Task to carry out:
For this exercise, transcribe the records below without changing a word.

Source information:
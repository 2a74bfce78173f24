//! Attaching coordinates to addresses.
//!
//! Two joins happen here. The first sends distinct addresses to a
//! [`GeocodingProvider`] and records what came back. The second attaches
//! the manually corrected [`ResolvedLocation`] table to every normalized
//! mention. Both are left joins: a miss yields `None`, never a dropped row.

use std::collections::BTreeMap;
use std::path::Path;

use tracing::{info, warn};

use crate::error::Result;
use crate::models::{AnalyticRow, Coordinates, GeolocatedAddress, NormalizedMention, ResolvedLocation};
use crate::tables;

/// Synchronous address lookup. Real geocoding services sit behind this.
pub trait GeocodingProvider {
    fn lookup(&self, address: &str) -> Option<Coordinates>;
}

/// Serves lookups from a pre-computed address table.
#[derive(Debug, Clone, Default)]
pub struct LookupTableGeocoder {
    entries: BTreeMap<String, Option<Coordinates>>,
}

impl LookupTableGeocoder {
    pub fn new(entries: BTreeMap<String, Option<Coordinates>>) -> Self {
        Self { entries }
    }

    pub fn from_path(path: &Path) -> Result<Self> {
        Ok(Self::new(tables::read_geocode_lookup(path)?))
    }

    pub fn len(&self) -> usize {
        self.entries.len()
    }

    pub fn is_empty(&self) -> bool {
        self.entries.is_empty()
    }
}

impl GeocodingProvider for LookupTableGeocoder {
    fn lookup(&self, address: &str) -> Option<Coordinates> {
        self.entries.get(address).copied().flatten()
    }
}

pub fn geocode_addresses(
    addresses: &[String],
    provider: &dyn GeocodingProvider,
) -> Vec<GeolocatedAddress> {
    let geolocated: Vec<GeolocatedAddress> = addresses
        .iter()
        .map(|address| {
            let coordinates = provider.lookup(address);
            GeolocatedAddress {
                address: address.clone(),
                latitude: coordinates.map(|c| c.latitude),
                longitude: coordinates.map(|c| c.longitude),
            }
        })
        .collect();

    let unmatched = geolocated
        .iter()
        .filter(|row| row.latitude.is_none())
        .count();
    if unmatched > 0 {
        warn!(unmatched, "addresses without coordinates; correct them manually");
    }
    info!(addresses = geolocated.len(), "geocoded addresses");
    geolocated
}

/// The manually corrected address table, unique by address.
#[derive(Debug, Clone, Default)]
pub struct ResolvedLocationTable {
    by_address: BTreeMap<String, ResolvedLocation>,
}

impl ResolvedLocationTable {
    /// Builds the table from rows whose addresses are already unique, as
    /// [`tables::read_resolved`] guarantees.
    pub fn new(rows: Vec<ResolvedLocation>) -> Self {
        let count = rows.len();
        let by_address: BTreeMap<String, ResolvedLocation> = rows
            .into_iter()
            .map(|row| (row.address.clone(), row))
            .collect();
        debug_assert_eq!(
            by_address.len(),
            count,
            "resolved-location addresses must be unique"
        );
        Self { by_address }
    }

    pub fn from_path(path: &Path) -> Result<Self> {
        Ok(Self::new(tables::read_resolved(path)?))
    }

    pub fn get(&self, address: &str) -> Option<&ResolvedLocation> {
        self.by_address.get(address)
    }

    pub fn len(&self) -> usize {
        self.by_address.len()
    }

    pub fn is_empty(&self) -> bool {
        self.by_address.is_empty()
    }
}

pub fn join_resolved(
    mentions: &[NormalizedMention],
    table: &ResolvedLocationTable,
) -> Vec<AnalyticRow> {
    let rows: Vec<AnalyticRow> = mentions
        .iter()
        .map(|mention| AnalyticRow {
            mention: mention.clone(),
            resolved: table.get(&mention.address).cloned(),
        })
        .collect();

    let unresolved = rows
        .iter()
        .filter(|row| row.resolved.is_none() && !row.mention.address.is_empty())
        .count();
    if unresolved > 0 {
        warn!(unresolved, "mentions missing from the resolved-location table");
    }
    rows
}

Task solution:
repository 2a74bfce78173f24
//! Attaching coordinates to addresses.
//!
//! Two joins happen here. The first sends distinct addresses to a
//! [`GeocodingProvider`] and records what came back. The second attaches
//! the manually corrected [`ResolvedLocation`] table to every normalized
//! mention. Both are left joins: a miss yields `None`, never a dropped row.

use std::collections::BTreeMap;
use std::path::Path;

use tracing::{info, warn};

use crate::error::Result;
use crate::models::{AnalyticRow, Coordinates, GeolocatedAddress, NormalizedMention, ResolvedLocation};
use crate::tables;

/// Synchronous address lookup. Real geocoding services sit behind this.
pub trait GeocodingProvider {
    fn lookup(&self, address: &str) -> Option<Coordinates>;
}

/// Serves lookups from a pre-computed address table.
#[derive(Debug, Clone, Default)]
pub struct LookupTableGeocoder {
    entries: BTreeMap<String, Option<Coordinates>>,
}

impl LookupTableGeocoder {
    pub fn new(entries: BTreeMap<String, Option<Coordinates>>) -> Self {
        Self { entries }
    }

    pub fn from_path(path: &Path) -> Result<Self> {
        Ok(Self::new(tables::read_geocode_lookup(path)?))
    }

    pub fn len(&self) -> usize {
        self.entries.len()
    }

    pub fn is_empty(&self) -> bool {
        self.entries.is_empty()
    }
}

impl GeocodingProvider for LookupTableGeocoder {
    fn lookup(&self, address: &str) -> Option<Coordinates> {
        self.entries.get(address).copied().flatten()
    }
}

pub fn geocode_addresses(
    addresses: &[String],
    provider: &dyn GeocodingProvider,
) -> Vec<GeolocatedAddress> {
    let geolocated: Vec<GeolocatedAddress> = addresses
        .iter()
        .map(|address| {
            let coordinates = provider.lookup(address);
            GeolocatedAddress {
                address: address.clone(),
                latitude: coordinates.map(|c| c.latitude),
                longitude: coordinates.map(|c| c.longitude),
            }
        })
        .collect();

    let unmatched = geolocated
        .iter()
        .filter(|row| row.latitude.is_none())
        .count();
    if unmatched > 0 {
        warn!(unmatched, "addresses without coordinates; correct them manually");
    }
    info!(addresses = geolocated.len(), "geocoded addresses");
    geolocated
}

/// The manually corrected address table, unique by address.
#[derive(Debug, Clone, Default)]
pub struct ResolvedLocationTable {
    by_address: BTreeMap<String, ResolvedLocation>,
}

impl ResolvedLocationTable {
    /// Builds the table from rows whose addresses are already unique, as
    /// [`tables::read_resolved`] guarantees.
    pub fn new(rows: Vec<ResolvedLocation>) -> Self {
        let count = rows.len();
        let by_address: BTreeMap<String, ResolvedLocation> = rows
            .into_iter()
            .map(|row| (row.address.clone(), row))
            .collect();
        debug_assert_eq!(
            by_address.len(),
            count,
            "resolved-location addresses must be unique"
        );
        Self { by_address }
    }

    pub fn from_path(path: &Path) -> Result<Self> {
        Ok(Self::new(tables::read_resolved(path)?))
    }

    pub fn get(&self, address: &str) -> Option<&ResolvedLocation> {
        self.by_address.get(address)
    }

    pub fn len(&self) -> usize {
        self.by_address.len()
    }

    pub fn is_empty(&self) -> bool {
        self.by_address.is_empty()
    }
}

pub fn join_resolved(
    mentions: &[NormalizedMention],
    table: &ResolvedLocationTable,
) -> Vec<AnalyticRow> {
    let rows: Vec<AnalyticRow> = mentions
        .iter()
        .map(|mention| AnalyticRow {
            mention: mention.clone(),
            resolved: table.get(&mention.address).cloned(),
        })
        .collect();

    let unresolved = rows
        .iter()
        .filter(|row| row.resolved.is_none() && !row.mention.address.is_empty())
        .count();
    if unresolved > 0 {
        warn!(unresolved, "mentions missing from the resolved-location table");
    }
    rows
}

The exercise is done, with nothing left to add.